Abstract
Juvenile myoclonic epilepsy of Janz (JME) is one of the primary generalized epilepsy characterized by myocloic seizures and awakening grand mal. In this time we presented 14 cases of JME which we have examined. There are 5 male and 9 female. The mean age at onset of epilepsy was 11 years and 2 months, ranging from 4 years to 14 years and 3 months. The age at onset of myoclonic seizures was ranging from 9 years and 16 years and 4 months, with the mean age of 12 years and 7 months. Period of following up were from 0 year and 7 months to 13 years and 10 months, average period of which were 6 years and 2 months. The different seizures types were observed on 12 cases, which were 8 cases of GTCS and 4 cases of GTCS combined with absence seizures. Positive family history for epilepsy or febrile convulsion was found in 6 cases of patients.

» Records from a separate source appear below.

//! Host runtime for scriptable containers
//!
//! This crate owns components in fixed-size containers and drives them by
//! slot index. Components themselves should depend on scriptable-api, not
//! this crate.

pub use scriptable_api as api;

pub mod config;
pub mod container;
pub mod error;
pub mod logging;
pub mod registry;

pub use config::{ConfigLoadError, ContainerConfig, LoggingConfig, ScriptableConfig, SlotConfig};
pub use container::{Container, RunPolicy, RunReport, SlotOutcome};
pub use error::HostError;
pub use logging::init_logging;
pub use registry::{ComponentFactory, ComponentRegistry};
use bitflags::bitflags;
use std::collections::{BTreeMap, HashMap};

use crate::args::{BindError, FromArgs};
use crate::error::{Result, ScriptError};
use crate::value::{FromValue, Value, ValueKind};

bitflags! {
    /// Access modes a data member supports
    #[derive(Debug, Clone, Copy, PartialEq, Eq, Hash)]
    pub struct Access: u8 {
        const READ = 0b01;
        const WRITE = 0b10;
    }
}

type Getter<S> = Box<dyn Fn(&S) -> Value + Send + Sync>;
type Setter<S> = Box<dyn Fn(&mut S, Value) -> Result<(), Value> + Send + Sync>;
type Invoker<S> = Box<dyn Fn(&mut S, &[Value]) -> Result<Value, InvokeError> + Send + Sync>;

enum InvokeError {
    Bind(BindError),
    Body(anyhow::Error),
}

struct DataMember<S> {
    kind: ValueKind,
    getter: Option<Getter<S>>,
    setter: Option<Setter<S>>,
}

impl<S> DataMember<S> {
    fn access(&self) -> Access {
        let mut access = Access::empty();
        if self.getter.is_some() {
            access |= Access::READ;
        }
        if self.setter.is_some() {
            access |= Access::WRITE;
        }
        access
    }
}

struct MethodMember<S> {
    arity: Option<usize>,
    invoker: Invoker<S>,
}

enum Entry<S> {
    Data(DataMember<S>),
    Method(MethodMember<S>),
}

/// What an inspector can learn about a registered member
#[derive(Debug, Clone, PartialEq, Eq)]
pub struct MemberInfo {
    pub name: String,
    pub kind: MemberKind,
}

#[derive(Debug, Clone, Copy, PartialEq, Eq)]
pub enum MemberKind {
    Data { value: ValueKind, access: Access },
    /// `arity` is `None` for variadic methods
    Method { arity: Option<usize> },
}

/// Explicit name -> accessor mapping for one component type.
///
/// Every name resolves to exactly one entry; ambiguity is rejected when the
/// table is built, so lookups only ever fail with "not found" or an access
/// mode error.
pub struct MemberTable<S> {
    entries: BTreeMap<String, Entry<S>>,
}

impl<S: 'static> MemberTable<S> {
    pub fn builder() -> MemberTableBuilder<S> {
        MemberTableBuilder::new()
    }

    pub fn len(&self) -> usize {
        self.entries.len()
    }

    pub fn is_empty(&self) -> bool {
        self.entries.is_empty()
    }

    pub fn contains(&self, name: &str) -> bool {
        self.entries.contains_key(name)
    }

    /// Read a data member
    pub fn get(&self, target: &S, name: &str) -> Result<Value> {
        match self.entries.get(name) {
            Some(Entry::Data(member)) => match &member.getter {
                Some(getter) => Ok(getter(target)),
                None => Err(ScriptError::MemberNotReadable {
                    member: name.to_string(),
                }),
            },
            _ => Err(ScriptError::MemberNotFound {
                member: name.to_string(),
            }),
        }
    }

    /// Write a data member. On a type mismatch the member is left untouched.
    pub fn set(&self, target: &mut S, name: &str, value: Value) -> Result<()> {
        let member = match self.entries.get(name) {
            Some(Entry::Data(member)) => member,
            _ => {
                return Err(ScriptError::MemberNotFound {
                    member: name.to_string(),
                })
            }
        };

        let Some(setter) = &member.setter else {
            return Err(ScriptError::MemberNotWritable {
                member: name.to_string(),
            });
        };

        setter(target, value).map_err(|rejected| ScriptError::TypeMismatch {
            member: name.to_string(),
            expected: member.kind,
            found: rejected.kind(),
        })
    }

    /// Invoke a method, binding `parameters` positionally to its signature
    pub fn invoke(&self, target: &mut S, name: &str, parameters: &[Value]) -> Result<Value> {
        let method = match self.entries.get(name) {
            Some(Entry::Method(method)) => method,
            _ => {
                return Err(ScriptError::MethodNotFound {
                    method: name.to_string(),
                })
            }
        };

        (method.invoker)(target, parameters).map_err(|e| match e {
            InvokeError::Bind(bind) => ScriptError::argument_mismatch(name, bind.to_string()),
            InvokeError::Body(source) => ScriptError::invocation(name, source),
        })
    }

    /// Registered members in name order
    pub fn describe(&self) -> Vec<MemberInfo> {
        self.entries
            .iter()
            .map(|(name, entry)| MemberInfo {
                name: name.clone(),
                kind: match entry {
                    Entry::Data(member) => MemberKind::Data {
                        value: member.kind,
                        access: member.access(),
                    },
                    Entry::Method(method) => MemberKind::Method {
                        arity: method.arity,
                    },
                },
            })
            .collect()
    }
}

/// Collects member registrations for a component type
pub struct MemberTableBuilder<S> {
    entries: Vec<(String, Entry<S>)>,
}

impl<S: 'static> MemberTableBuilder<S> {
    pub fn new() -> Self {
        Self {
            entries: Vec::new(),
        }
    }

    /// Register a readable and writable field through a pair of projections
    pub fn field<F, G, M>(&mut self, name: &str, get: G, get_mut: M) -> &mut Self
    where
        F: FromValue + Into<Value> + Clone + 'static,
        G: Fn(&S) -> &F + Send + Sync + 'static,
        M: Fn(&mut S) -> &mut F + Send + Sync + 'static,
    {
        self.push_data(
            name,
            F::KIND,
            Some(Box::new(move |target: &S| -> Value {
                get(target).clone().into()
            })),
            Some(Box::new(move |target: &mut S, value: Value| -> Result<(), Value> {
                *get_mut(target) = F::from_value(value)?;
                Ok(())
            })),
        )
    }

    /// Register a member that can be read but not written
    pub fn read_only<F, G>(&mut self, name: &str, get: G) -> &mut Self
    where
        F: Into<Value> + 'static,
        G: Fn(&S) -> F + Send + Sync + 'static,
    {
        // Without a FromValue bound the declared kind is only known at read time
        self.push_data(
            name,
            ValueKind::Any,
            Some(Box::new(move |target: &S| -> Value { get(target).into() })),
            None,
        )
    }

    /// Register a member that can be written but not read
    pub fn write_only<F, W>(&mut self, name: &str, set: W) -> &mut Self
    where
        F: FromValue + 'static,
        W: Fn(&mut S, F) + Send + Sync + 'static,
    {
        self.push_data(
            name,
            F::KIND,
            None,
            Some(Box::new(move |target: &mut S, value: Value| -> Result<(), Value> {
                set(target, F::from_value(value)?);
                Ok(())
            })),
        )
    }

    /// Register a computed member with explicit typed getter and setter
    pub fn property<F, G, W>(&mut self, name: &str, get: G, set: W) -> &mut Self
    where
        F: FromValue + Into<Value> + 'static,
        G: Fn(&S) -> F + Send + Sync + 'static,
        W: Fn(&mut S, F) + Send + Sync + 'static,
    {
        self.push_data(
            name,
            F::KIND,
            Some(Box::new(move |target: &S| -> Value { get(target).into() })),
            Some(Box::new(move |target: &mut S, value: Value| -> Result<(), Value> {
                set(target, F::from_value(value)?);
                Ok(())
            })),
        )
    }

    /// Register a method taking a typed argument tuple
    pub fn method<A, R, F>(&mut self, name: &str, body: F) -> &mut Self
    where
        A: FromArgs + 'static,
        R: Into<Value> + 'static,
        F: Fn(&mut S, A) -> anyhow::Result<R> + Send + Sync + 'static,
    {
        let invoker: Invoker<S> = Box::new(
            move |target: &mut S, parameters: &[Value]| -> Result<Value, InvokeError> {
                let args = A::from_args(parameters).map_err(InvokeError::Bind)?;
                body(target, args).map(Into::into).map_err(InvokeError::Body)
            },
        );

        self.entries.push((
            name.to_string(),
            Entry::Method(MethodMember {
                arity: A::ARITY,
                invoker,
            }),
        ));
        self
    }

    fn push_data(
        &mut self,
        name: &str,
        kind: ValueKind,
        getter: Option<Getter<S>>,
        setter: Option<Setter<S>>,
    ) -> &mut Self {
        self.entries.push((
            name.to_string(),
            Entry::Data(DataMember {
                kind,
                getter,
                setter,
            }),
        ));
        self
    }

    /// Finish registration. Names must be unique, ignoring ASCII case.
    pub fn build(self) -> Result<MemberTable<S>> {
        let mut folded: HashMap<String, String> = HashMap::new();
        let mut entries = BTreeMap::new();

        for (name, entry) in self.entries {
            if let Some(previous) = folded.insert(name.to_ascii_lowercase(), name.clone()) {
                let name = if previous == name {
                    name
                } else {
                    format!("{}/{}", previous, name)
                };
                return Err(ScriptError::MemberAmbiguous { name });
            }
            entries.insert(name, entry);
        }

        Ok(MemberTable { entries })
    }
}

impl<S: 'static> Default for MemberTableBuilder<S> {
    fn default() -> Self {
        Self::new()
    }
}

#[cfg(test)]
mod tests {
    use super::*;

    #[derive(Default)]
    struct Turret {
        heat: i64,
        label: String,
        target: Option<String>,
        secret: u32,
    }

    fn table() -> MemberTable<Turret> {
        let mut builder = MemberTable::builder();
        builder
            .field("heat", |t: &Turret| &t.heat, |t: &mut Turret| &mut t.heat)
            .read_only("label", |t: &Turret| t.label.clone())
            .write_only("secret", |t: &mut Turret, v: u32| t.secret = v)
            .property(
                "target",
                |t: &Turret| t.target.clone(),
                |t: &mut Turret, v: Option<String>| t.target = v,
            )
            .method("cool", |t: &mut Turret, (by,): (i64,)| {
                t.heat -= by;
                Ok(t.heat)
            })
            .method("jam", |_: &mut Turret, ()| -> anyhow::Result<()> {
                anyhow::bail!("mechanism jammed")
            });
        builder.build().expect("unique names")
    }

    #[test]
    fn test_field_round_trip() {
        let table = table();
        let mut turret = Turret::default();
        table.set(&mut turret, "heat", Value::Int(40)).unwrap();
        assert_eq!(table.get(&turret, "heat").unwrap(), Value::Int(40));
        assert_eq!(turret.heat, 40);
    }

    #[test]
    fn test_access_modes() {
        let table = table();
        let mut turret = Turret::default();

        assert!(matches!(
            table.set(&mut turret, "label", Value::from("x")),
            Err(ScriptError::MemberNotWritable { .. })
        ));
        assert!(matches!(
            table.get(&turret, "secret"),
            Err(ScriptError::MemberNotReadable { .. })
        ));
        table.set(&mut turret, "secret", Value::Int(9)).unwrap();
        assert_eq!(turret.secret, 9);
    }

    #[test]
    fn test_type_mismatch_leaves_member_untouched() {
        let table = table();
        let mut turret = Turret {
            heat: 5,
            ..Default::default()
        };

        let err = table
            .set(&mut turret, "heat", Value::from("hot"))
            .unwrap_err();
        match err {
            ScriptError::TypeMismatch {
                member,
                expected,
                found,
            } => {
                assert_eq!(member, "heat");
                assert_eq!(expected, ValueKind::Int);
                assert_eq!(found, ValueKind::Str);
            }
            other => panic!("unexpected error: {other:?}"),
        }
        assert_eq!(turret.heat, 5);
    }

    #[test]
    fn test_optional_property_accepts_null() {
        let table = table();
        let mut turret = Turret::default();
        table
            .set(&mut turret, "target", Value::from("drone"))
            .unwrap();
        assert_eq!(turret.target.as_deref(), Some("drone"));
        table.set(&mut turret, "target", Value::Null).unwrap();
        assert_eq!(table.get(&turret, "target").unwrap(), Value::Null);
    }

    #[test]
    fn test_methods_and_data_resolve_separately() {
        let table = table();
        let mut turret = Turret::default();

        assert!(matches!(
            table.get(&turret, "cool"),
            Err(ScriptError::MemberNotFound { .. })
        ));
        assert!(matches!(
            table.invoke(&mut turret, "heat", &[]),
            Err(ScriptError::MethodNotFound { .. })
        ));
        assert_eq!(
            table.invoke(&mut turret, "cool", &[Value::Int(3)]).unwrap(),
            Value::Int(-3)
        );
    }

    #[test]
    fn test_argument_mismatch() {
        let table = table();
        let mut turret = Turret::default();

        assert!(matches!(
            table.invoke(&mut turret, "cool", &[]),
            Err(ScriptError::ArgumentMismatch { .. })
        ));
        assert!(matches!(
            table.invoke(&mut turret, "cool", &[Value::Bool(true)]),
            Err(ScriptError::ArgumentMismatch { .. })
        ));
        assert_eq!(turret.heat, 0);
    }

    #[test]
    fn test_invocation_failure_keeps_cause() {
        let table = table();
        let mut turret = Turret::default();

        let err = table.invoke(&mut turret, "jam", &[]).unwrap_err();
        let ScriptError::InvocationFailure { target, source } = &err else {
            panic!("unexpected error: {err:?}");
        };
        assert_eq!(target, "jam");
        assert_eq!(source.to_string(), "mechanism jammed");
        assert_eq!(
            std::error::Error::source(&err).map(|e| e.to_string()),
            Some("mechanism jammed".to_string())
        );
    }

    #[test]
    fn test_duplicate_names_are_ambiguous() {
        let mut builder = MemberTable::<Turret>::builder();
        builder
            .field("heat", |t: &Turret| &t.heat, |t: &mut Turret| &mut t.heat)
            .method("heat", |_: &mut Turret, ()| Ok(()));
        assert!(matches!(
            builder.build(),
            Err(ScriptError::MemberAmbiguous { name }) if name == "heat"
        ));
    }

    #[test]
    fn test_case_clash_is_ambiguous() {
        let mut builder = MemberTable::<Turret>::builder();
        builder
            .field("heat", |t: &Turret| &t.heat, |t: &mut Turret| &mut t.heat)
            .read_only("Heat", |t: &Turret| t.heat);
        assert!(matches!(
            builder.build(),
            Err(ScriptError::MemberAmbiguous { name }) if name == "heat/Heat"
        ));
    }

    #[test]
    fn test_describe_reports_kinds() {
        let info = table().describe();
        let names: Vec<&str> = info.iter().map(|m| m.name.as_str()).collect();
        assert_eq!(names, ["cool", "heat", "jam", "label", "secret", "target"]);
        assert_eq!(
            info[1].kind,
            MemberKind::Data {
                value: ValueKind::Int,
                access: Access::READ | Access::WRITE,
            }
        );
        assert_eq!(info[0].kind, MemberKind::Method { arity: Some(1) });
        assert_eq!(
            info[4].kind,
            MemberKind::Data {
                value: ValueKind::Int,
                access: Access::WRITE,
            }
        );
    }
}
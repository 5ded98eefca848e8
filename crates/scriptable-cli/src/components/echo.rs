use scriptable_api::{Behavior, MemberTableBuilder, Value};
use tracing::info;

/// Logs and remembers whatever it is run with
#[derive(Default)]
pub struct EchoComponent {
    prefix: String,
    last: Vec<Value>,
    runs: u32,
}

impl Behavior for EchoComponent {
    const ID: &'static str = "echo";

    fn describe(members: &mut MemberTableBuilder<Self>) {
        members
            .field("prefix", |e: &Self| &e.prefix, |e: &mut Self| &mut e.prefix)
            .read_only("last", |e: &Self| e.last.clone())
            .read_only("runs", |e: &Self| e.runs)
            .method("say", |e: &mut Self, words: Vec<Value>| {
                let words: Vec<String> = words.iter().map(ToString::to_string).collect();
                Ok(format!("{}{}", e.prefix, words.join(" ")))
            })
            .method("fail", |_: &mut Self, ()| -> anyhow::Result<()> {
                anyhow::bail!("echo was asked to fail")
            });
    }

    fn start(&mut self, parameters: &[Value]) -> anyhow::Result<()> {
        if let Some(prefix) = parameters.first().and_then(Value::as_str) {
            self.prefix = prefix.to_string();
        }
        Ok(())
    }

    fn run(&mut self, parameters: &[Value]) -> anyhow::Result<()> {
        self.runs += 1;
        self.last = parameters.to_vec();
        let shown = Value::List(self.last.clone());
        info!(target: "echo", "{}{}", self.prefix, shown);
        Ok(())
    }
}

EEG showed the diffuse 3-5 Hz polyspike and waves in all patients and photosensitivity in 8 cases and activation by HV in 10 cases. Their intellectual prognosis were excellent but seizure prognosis was difficult to reffer because of insufficient treatment due to uncorrect diagnosis of parial seizure evolving to GTCS instead of JME in 4 cases. Uncorrected diagnosis of JME might be made from lack of awareness about these characteristic features or poor history taking on the preceding seizures of GTCS. We must pay attention upon the GTCS around the puberty not to miss the subtle preceding phenomenon.